My God I love it though.

Crazy to think that after all the effort and expense of purchasing and modifying a McLaren F1 as a test bed, developing the car from paper to completion in just 128 days and then building the road cars, it was only in competition for around 18 months before being superseded by the CLK-LM!

LotusOmega375D

8,466 posts

165 months

Saw one of the Roadsters at MB World, Brooklands in about 2013. I think it was on loan from the owner.

This one belonging to a certain scoundrel V J Mallya.



Edited by LotusOmega375D on Sunday 27th April 11:05

GreatScott2016

1,766 posts

100 months

Well I’ll be the first to say that this does nothing for me from a desire perspective, but if I’m honest, I could say that of all super / hyper cars.

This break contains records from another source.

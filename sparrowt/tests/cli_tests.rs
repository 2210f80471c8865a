//! Integration tests for the sparrowt binary.

use assert_cmd::Command;
use predicates::prelude::*;
use tempfile::TempDir;

fn sparrowt(dir: &TempDir) -> Command {
    let mut cmd = Command::cargo_bin("sparrowt").unwrap();
    cmd.current_dir(dir.path())
        .env_remove("SPARROWT_VERBOSE")
        .env_remove("SPARROWT_CONFIG")
        .arg("--no-color");
    cmd
}

fn write_file(dir: &TempDir, name: &str, content: &str) {
    std::fs::write(dir.path().join(name), content).unwrap();
}

#[test]
fn test_tokens_text_output() {
    let dir = TempDir::new().unwrap();
    write_file(&dir, "main.sp", "let x = a?.b\n");

    sparrowt(&dir)
        .args(["tokens", "main.sp"])
        .assert()
        .success()
        .stdout(predicate::str::contains("let(\"let\")"))
        .stdout(predicate::str::contains("questionPostfix(\"?\")"))
        .stdout(predicate::str::contains("period(\".\")"));
}

#[test]
fn test_tokens_json_output() {
    let dir = TempDir::new().unwrap();
    write_file(&dir, "main.sp", "0x1p4");

    let output = sparrowt(&dir)
        .args(["tokens", "main.sp", "--format", "json"])
        .output()
        .unwrap();
    assert!(output.status.success());

    let value: serde_json::Value = serde_json::from_slice(&output.stdout).unwrap();
    assert_eq!(value[0]["file"], "main.sp");
    assert_eq!(value[0]["tokens"][0]["kind"], "floatingLiteral");
    assert_eq!(value[0]["tokens"][0]["end"], 5);
}

#[test]
fn test_tokens_multiple_files_have_headers() {
    let dir = TempDir::new().unwrap();
    write_file(&dir, "a.sp", "a");
    write_file(&dir, "b.sp", "b");

    sparrowt(&dir)
        .args(["tokens", "a.sp", "b.sp", "-j", "2"])
        .assert()
        .success()
        .stdout("==> a.sp <==\nidentifier(\"a\")\n==> b.sp <==\nidentifier(\"b\")\n");
}

#[test]
fn test_tokens_missing_file() {
    let dir = TempDir::new().unwrap();

    sparrowt(&dir)
        .args(["tokens", "nope.sp"])
        .assert()
        .failure()
        .stderr(predicate::str::contains("nope.sp"));
}

#[test]
fn test_check_clean_file() {
    let dir = TempDir::new().unwrap();
    write_file(&dir, "ok.sp", "func f() -> Int { return 1 }\n");

    sparrowt(&dir)
        .args(["check", "ok.sp"])
        .assert()
        .success()
        .stdout(predicate::str::is_empty());
}

#[test]
fn test_check_reports_errors() {
    let dir = TempDir::new().unwrap();
    write_file(&dir, "bad.sp", "let n = 0b102\n");

    sparrowt(&dir)
        .args(["check", "bad.sp"])
        .assert()
        .failure()
        .stdout(predicate::str::contains("bad.sp: error[L0002]"));
}

#[test]
fn test_check_allow_from_config_file() {
    let dir = TempDir::new().unwrap();
    write_file(&dir, "warn.sp", "let s = 'x'\n");
    write_file(&dir, "sparrowt.toml", "[check]\nallow = [\"L0013\"]\n");

    sparrowt(&dir)
        .args(["check", "warn.sp"])
        .assert()
        .success()
        .stdout(predicate::str::is_empty());
}

#[test]
fn test_explicit_config_missing() {
    let dir = TempDir::new().unwrap();

    sparrowt(&dir)
        .args(["--config", "missing.toml", "first-number"])
        .assert()
        .failure()
        .stderr(predicate::str::contains("Configuration file not found"));
}

#[test]
fn test_first_number_demo() {
    let dir = TempDir::new().unwrap();

    sparrowt(&dir)
        .arg("first-number")
        .assert()
        .success()
        .stdout(predicate::str::contains("FOUND: 12.34"))
        .stdout(predicate::str::contains("FOUND: 33"));
}

#[test]
fn test_first_number_arguments() {
    let dir = TempDir::new().unwrap();

    sparrowt(&dir)
        .args(["first-number", "pi is 3.14159"])
        .assert()
        .success()
        .stdout("IN:    pi is 3.14159\nFOUND: 3.14159\n");
}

Granted, some decent engineering here and exclusivity appeal, but this wouldn’t feature on any “want list” for me, even with that lottery win.

Motormouth88

512 posts

72 months

Think this has to have the deepest sills of any road going car in existence.

MDL111

7,481 posts

189 months

I think these are very cool - I doubt it would be the best weekend car you can buy, but it would definitely be very special every time you do get it out of the garage.

GTRene

18,612 posts

236 months

a sculpture.

busy London and narrow busy streets, here I come... JC shouting, get out of my way hehe

Sway

30,984 posts

206 months

Does absolutely nothing for me, but point of order - there are no import duties if importing into the UK from Germany...

IMI A

9,801 posts

213 months

I love them.

ChevronB19

7,230 posts

175 months

I like them, but totally unsuitable as a road car (or even a track car) and I think they had a reputation for setting fire to their own back bumper from exhaust heat.

Water Fairy

6,038 posts

167 months

Well obviously a Tesla is better cos it's faster and cheaper and more efficient

Ahem,

Seriously though I'd be more than happy with an XJ220 if my numbers came up. These Mercs look a bit weird to me, like they've tried to make a supercar look like one of their saloons. At the from at least.

Anyone got a video so I can hear the V12 please?

dunnoreally

1,231 posts

120 months

I've always felt the early 00s Merc saloon grille looked rather ridiculous on these, like someone did a Snapchat face swap between a racing prototype and an an old E Class.

Of course the real question is why on Earth you'd have one over a tuned up Golf R and a row of terraces in Dudley biglaugh

LRDefender

307 posts

20 months

What a truly wonderful thing.

thegreenhell

18,831 posts

231 months

The original Top Gear review with Tiff


Water Fairy

6,038 posts

167 months

dunnoreally said:
I've always felt the early 00s Merc saloon grille looked rather ridiculous on these, like someone did a Snapchat face swap between a racing prototype and an an old E Class.

Of course the real question is why on Earth you'd have one over a tuned up Golf R and a row of terraces in Dudley biglaugh
Exactly that re the front.

He ain't never living that post down.................

dom9

8,332 posts

221 months

Definitely in the lottery garage - GT1 was a wonderful time for supercars, even if they kind of ruined racing!